For the companies that announced PIPEs in 2024, the median drop in stock price from the offering share price to the company’s trading performance on March 26 was 30%, according to Raymond James. For biotechs that have disclosed PIPEs so far this year, that figure is 18%.
The first quarter of 2024 was one of the busiest quarters ever for biotech PIPEs, according to Richard Hsieh, a managing director of healthcare investment banking at RBC. He cited a wide range of factors, including a “recovering biotech market, investor focus on tightly allocated deals driven by insiders and reverse inquiries, and the ability to share clinical data confidentially to de-risk execution.”
That said, making year-over-year comparisons to predict how popular PIPEs will be in 2025 “could be misleading,” Hsieh noted in an email.
PIPEs have long been viewed as a way for investors to go “much deeper than you could go in any other process,” according to Samsara BioCapital partner Mike Dybbs, and investors get ample time to dig into the data behind closed doors instead of taking part in a rushed, overnight follow-on offering. Samsara dives into a company’s plans for a “few months” as part of PIPE processes, founder Srini Akkaraju said in an interview.
PIPEs are now far less popular than they were a year ago. Bankers and investors point to multiple reasons.
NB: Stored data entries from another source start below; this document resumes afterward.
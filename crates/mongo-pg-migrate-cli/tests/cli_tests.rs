//! CLI integration tests for mongo-pg-migrate.
//!
//! These tests verify command-line argument parsing, help output,
//! and exit codes for various error conditions.

use assert_cmd::Command;
use predicates::prelude::*;

/// Get a command for the mongo-pg-migrate binary.
fn cmd() -> Command {
    Command::cargo_bin("mongo-pg-migrate").unwrap()
}

const SAMPLE_CONFIG: &str = r#"
source:
  dir: ./export
target:
  host: localhost
  database: blog
  user: postgres
  password: secret
collections:
  - collection: posts
    table: posts
    foreign_keys:
      author: users
  - collection: users
    table: users
"#;

fn write_config(dir: &std::path::Path, content: &str) -> std::path::PathBuf {
    let path = dir.join("migration.yaml");
    std::fs::write(&path, content).unwrap();
    path
}

#[test]
fn test_help_shows_all_commands() {
    cmd()
        .arg("--help")
        .assert()
        .success()
        .stdout(predicate::str::contains("run"))
        .stdout(predicate::str::contains("plan"))
        .stdout(predicate::str::contains("validate"));
}

#[test]
fn test_run_subcommand_help() {
    cmd()
        .args(["run", "--help"])
        .assert()
        .success()
        .stdout(predicate::str::contains("--dry-run"));
}

#[test]
fn test_version_flag() {
    cmd()
        .arg("--version")
        .assert()
        .success()
        .stdout(predicate::str::contains("mongo-pg-migrate"));
}

#[test]
fn test_missing_config_fails() {
    let dir = tempfile::tempdir().unwrap();
    cmd()
        .args(["--config", dir.path().join("nope.yaml").to_str().unwrap()])
        .arg("validate")
        .assert()
        .failure()
        .stderr(predicate::str::contains("Error"));
}

#[test]
fn test_validate_accepts_good_config() {
    let dir = tempfile::tempdir().unwrap();
    let config = write_config(dir.path(), SAMPLE_CONFIG);
    cmd()
        .args(["--config", config.to_str().unwrap()])
        .arg("validate")
        .assert()
        .success()
        .stdout(predicate::str::contains("Configuration OK"));
}

#[test]
fn test_validate_rejects_unknown_reference() {
    let bad = r#"
source:
  dir: ./export
target:
  host: localhost
  database: blog
  user: postgres
  password: secret
collections:
  - collection: posts
    table: posts
    foreign_keys:
      author: ghosts
"#;
    let dir = tempfile::tempdir().unwrap();
    let config = write_config(dir.path(), bad);
    cmd()
        .args(["--config", config.to_str().unwrap()])
        .arg("validate")
        .assert()
        .failure()
        .code(2)
        .stderr(predicate::str::contains("ghosts"));
}

#[test]
fn test_plan_prints_dependency_order() {
    let dir = tempfile::tempdir().unwrap();
    let config = write_config(dir.path(), SAMPLE_CONFIG);
    cmd()
        .args(["--config", config.to_str().unwrap()])
        .arg("plan")
        .assert()
        .success()
        .stdout(predicate::str::contains("1. users"))
        .stdout(predicate::str::contains("2. posts"));
}

#[test]
fn test_dry_run_matches_plan() {
    let dir = tempfile::tempdir().unwrap();
    let config = write_config(dir.path(), SAMPLE_CONFIG);
    cmd()
        .args(["--config", config.to_str().unwrap()])
        .args(["run", "--dry-run"])
        .assert()
        .success()
        .stdout(predicate::str::contains("Migration order"));
}

#[test]
fn test_cyclic_config_fails_plan() {
    let cyclic = r#"
source:
  dir: ./export
target:
  host: localhost
  database: blog
  user: postgres
  password: secret
collections:
  - collection: a
    table: a
    foreign_keys:
      other: b
  - collection: b
    table: b
    foreign_keys:
      other: a
"#;
    let dir = tempfile::tempdir().unwrap();
    let config = write_config(dir.path(), cyclic);
    cmd()
        .args(["--config", config.to_str().unwrap()])
        .arg("plan")
        .assert()
        .failure()
        .code(2)
        .stderr(predicate::str::contains("cycle"));
}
More PIPEs are being tranched so that some money is delivered upfront but additional capital is dependent on achieving certain milestones, such as key data readouts, according to Dybbs.
“For every PIPE you see get announced, there’s probably at least one, maybe two, that tried and couldn’t get announced,” he said.
The shrinking deal count may also have to do with the pool of available companies. In the world of PIPEs, investors can reverse into companies, meaning the financiers will comb through biotechs in search of investment opportunities, and then those companies will market the offering and gather a syndicate.
A “decent number” of PIPE deals originate from this opportunistically-driven approach from investors, according to Eisele. There also may be fewer companies that fit the bill after last year’s rush.
“It feels like investors have already picked through the market and figured out what were some of the compelling opportunities that might be undervalued and they’ve reversed directly into them and already financed them,” he said. “When you think about the number of opportunities that are still out there that fit that profile, it feels like there aren’t as many anymore.”
Plus, there’s been a slight uptick in registered direct offerings this year, “which essentially look and smell a lot like PIPEs,” Eisele said. Registered shares are an easier security to pitch to investors because they don’t carry the baggage of a “big lock-up period,” the banker added.
Nearly 10 biotechs have done registered direct offerings this year, including Beam Therapeutics, Solid Biosciences and Arcus Biosciences, according to Raymond James.
Analysts say PIPEs and registered direct offerings can boost the profile of a company, in part because biotechs often include the names of their investors in the press releases disclosing the deals.
“That can be really helpful, particularly in times like this, where everyone is running for the doors,” Gleason said. “If you’re able to put into a press release that these five funds that are considered ‘smart money’ are investing in the company, it’s a form of validation, and that can help the stock in the aftermarket.”
That said, the use of PIPEs ebb and flow with market dynamics.
“I don’t really see there being or not being a PIPE market,” Peter Kolchinsky, managing partner at RA Capital Management, the most active lead investor in PIPEs in recent years, said in an email. Financings “are structured to fit the situation, and at any one time there are companies that would rather do a PIPE than take their chances on a standard public financing.”